Federal Agriculture Secretary Mike Johanns visited northwest Iowa Tuesday, and praised rural Iowans for making good use of USDA programs. Johanns toured an ethanol plant near Sioux Center. “I just love it,” Johanns enthused, saying the corn’s used to make a product people can use and the ethanol production’s done something positive for the environment.

Johanns said making ethanol is also a boost for corn prices, which helps farmers who grow it. It’s an opportunity to make capital investment in rural areas, as Johanns point out “you don’t build ethanol plants in the middle of Washington, D.C., you build them in rural America” He says an ongoing benefit is the high-quality jobs at the plant, which will contribute to the area for a long time to come.

Sioux Energy manager Bernie Punt said he was glad to show off what they’ve done with USDA support. Punt says the officials are coming around to see if the agency’s alternative-energy programs are working and he says they are. He praises the agency’s focus on improving farm income and reducing the dependence on subsidies, saying they’re out studying the results “to see what they can do next.”

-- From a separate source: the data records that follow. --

// src/bin/review.rs
// Review session CLI: list pending pairs by priority, preview a merge,
// approve/reject/defer, or swap which side is primary. Thin surface over
// the review session controller.

use anyhow::{Context, Result};
use clap::{Parser, Subcommand};
use std::path::PathBuf;
use std::sync::Arc;

use dedupe_lib::ai::{oracle_from_env, AiScorer};
use dedupe_lib::audit::AuditLedger;
use dedupe_lib::config::DedupeConfig;
use dedupe_lib::merge::MergeEngine;
use dedupe_lib::models::{
    Actor, EntityId, EntityRecord, EntityType, EntityTypeSchema, PairKey,
};
use dedupe_lib::pipeline::DedupePipeline;
use dedupe_lib::review::{ApproveOutcome, ReviewSession};
use dedupe_lib::store::MemoryStore;
use dedupe_lib::utils::env::load_env;

#[derive(Parser)]
#[command(name = "review", about = "Review queued duplicate candidates")]
struct Cli {
    /// Path to the JSON record snapshot. Falls back to DEDUPE_INPUT.
    #[arg(long)]
    input: Option<PathBuf>,

    /// Path to write the audit export after a mutating command. Falls
    /// back to DEDUPE_AUDIT_EXPORT.
    #[arg(long)]
    audit_export: Option<PathBuf>,

    #[command(subcommand)]
    command: Command,
}

#[derive(Subcommand)]
enum Command {
    /// List pending pairs in priority order.
    List,
    /// Show the merge result for a pair without committing it.
    Preview {
        /// Pair as "id1,id2".
        pair: String,
    },
    /// Approve a pair and execute the merge.
    Approve {
        pair: String,
        #[arg(long)]
        reviewer: String,
        /// Force-execute even when the proposal carries divergent
        /// conflicts. Recorded on the decision.
        #[arg(long)]
        force: bool,
    },
    /// Mark a pair as distinct entities.
    Reject { pair: String },
    /// Push a pair back for a later session.
    Defer { pair: String },
    /// Swap which side of a pair is the primary record.
    Swap { pair: String },
}

fn parse_pair(raw: &str) -> Result<PairKey> {
    let parts: Vec<&str> = raw.split(',').map(|s| s.trim()).collect();
    if parts.len() != 2 || parts[0].is_empty() || parts[1].is_empty() {
        anyhow::bail!("pair must be given as 'id1,id2', got '{}'", raw);
    }
    Ok(PairKey::new(
        EntityId::new(parts[0]),
        EntityId::new(parts[1]),
    ))
}

async fn build_session(
    input: &PathBuf,
    config: &DedupeConfig,
) -> Result<(ReviewSession, Arc<AuditLedger>)> {
    let raw = tokio::fs::read_to_string(input)
        .await
        .with_context(|| format!("Failed to read record snapshot from {}", input.display()))?;
    let records: Vec<EntityRecord> =
        serde_json::from_str(&raw).context("Failed to parse record snapshot")?;

    let store = Arc::new(MemoryStore::new());
    store.seed(records).await;

    let oracle = oracle_from_env(config)?;
    let ledger = Arc::new(AuditLedger::new());
    let engine = Arc::new(MergeEngine::new(
        store.clone(),
        ledger.clone(),
        vec![
            EntityTypeSchema::default_person(),
            EntityTypeSchema::default_organization(),
            EntityTypeSchema::default_event(),
        ],
        config,
    ));
    let scorer = AiScorer::new(oracle, config);
    let pipeline = DedupePipeline::new(store.clone(), engine.clone(), scorer, config.clone());

    let mut session = ReviewSession::new(store, engine, config.clone());
    for entity_type in [
        EntityType::Person,
        EntityType::Organization,
        EntityType::Event,
    ] {
        let outcome = pipeline.run(entity_type, None).await?;
        for pair in outcome.review_queue {
            session.push(pair);
        }
    }
    Ok((session, ledger))
}

#[tokio::main]
async fn main() -> Result<()> {
    env_logger::init();
    load_env();
    let cli = Cli::parse();

    let config = DedupeConfig::from_env();
    config
        .validate()
        .map_err(|e| anyhow::anyhow!("invalid configuration: {}", e))?;

    let input = cli
        .input
        .or_else(|| std::env::var("DEDUPE_INPUT").ok().map(PathBuf::from))
        .context("record snapshot path required: pass --input or set DEDUPE_INPUT")?;
    let audit_export = cli
        .audit_export
        .or_else(|| std::env::var("DEDUPE_AUDIT_EXPORT").ok().map(PathBuf::from));

    let (mut session, ledger) = build_session(&input, &config).await?;

    match cli.command {
        Command::List => {
            if session.pending().is_empty() {
                println!("No pairs pending review.");
            }
            for (index, item) in session.pending().iter().enumerate() {
                println!(
                    "{:>3}. {} tier={} confidence={:.1}{} primary={}",
                    index + 1,
                    item.pair.key,
                    item.pair
                        .tier
                        .map(|t| t.to_string())
                        .unwrap_or_else(|| "unclassified".to_string()),
                    item.pair.combined_confidence.unwrap_or(0.0),
                    if item.pair.ai_unreviewed {
                        " [ai-unreviewed]"
                    } else {
                        ""
                    },
                    item.primary_id,
                );
            }
        }
        Command::Preview { pair } => {
            let key = parse_pair(&pair)?;
            let proposal = session.preview(&key).await?;
            println!(
                "Merge {} <- {} (safe: {})",
                proposal.primary_id, proposal.secondary_id, proposal.is_safe
            );
            println!("{}", serde_json::to_string_pretty(&proposal.merged)?);
            for conflict in &proposal.conflicts {
                println!(
                    "conflict on '{}' ({:?}): keeping {:?}, secondary had {:?}",
                    conflict.field, conflict.kind, conflict.primary_value, conflict.secondary_value
                );
            }
        }
        Command::Approve {
            pair,
            reviewer,
            force,
        } => {
            let key = parse_pair(&pair)?;
            match session
                .approve(&key, Actor::Reviewer(reviewer), force)
                .await?
            {
                ApproveOutcome::Merged(decision) => {
                    println!(
                        "Merged {} into {} (decision {})",
                        decision.secondary_id, decision.primary_id, decision.decision_id
                    );
                }
                ApproveOutcome::RescoredBelowThreshold { new_tier } => {
                    println!(
                        "Pair {} no longer qualifies after re-scoring (tier {}); not merged.",
                        key, new_tier
                    );
                }
            }
        }
        Command::Reject { pair } => {
            let key = parse_pair(&pair)?;
            session.reject(&key)?;
            println!("Rejected {}.", key);
        }
        Command::Defer { pair } => {
            let key = parse_pair(&pair)?;
            session.defer(&key)?;
            println!("Deferred {}.", key);
        }
        Command::Swap { pair } => {
            let key = parse_pair(&pair)?;
            let item = session.swap_primary(&key)?;
            println!("Primary for {} is now {}.", key, item.primary_id);
        }
    }

    if let Some(export_path) = &audit_export {
        if !ledger.is_empty() {
            tokio::fs::write(export_path, ledger.export_jsonl()?)
                .await
                .with_context(|| {
                    format!("Failed to write audit export to {}", export_path.display())
                })?;
        }
    }
    Ok(())
}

On the visit with the Ag Secretary was Undersecretary for Rural Development Tom Dorr, who’s a farmer and a native of northwest Iowa. Dorr agreed that the agency will benefit from seeing its programs in action in farming country. “It encourages policymakers to take a fresh look at how we go about developing rural and ag policy.”

Dorr he said he takes special pride in showing off his home turf to the Secretary of Agriculture Dorr said the tour included a busload of fifty people from all over the country who also were getting a chance to see “all the innovative, creative and opportunistic people that are out here.”

Ag Secretary Johanns said making ethanol is one way to improve farm income and opportunities that will give more young people the ability to make a living and stay on the farm. The group left to visit a lab that makes “nutra-ceutical” products for human healthcare, and then headed to a hospital in Orange City that’s received some USDA Rural Development funds. The tour’s being sponsored by Farm Foundation, a nonprofit think tank for conservation and rural development.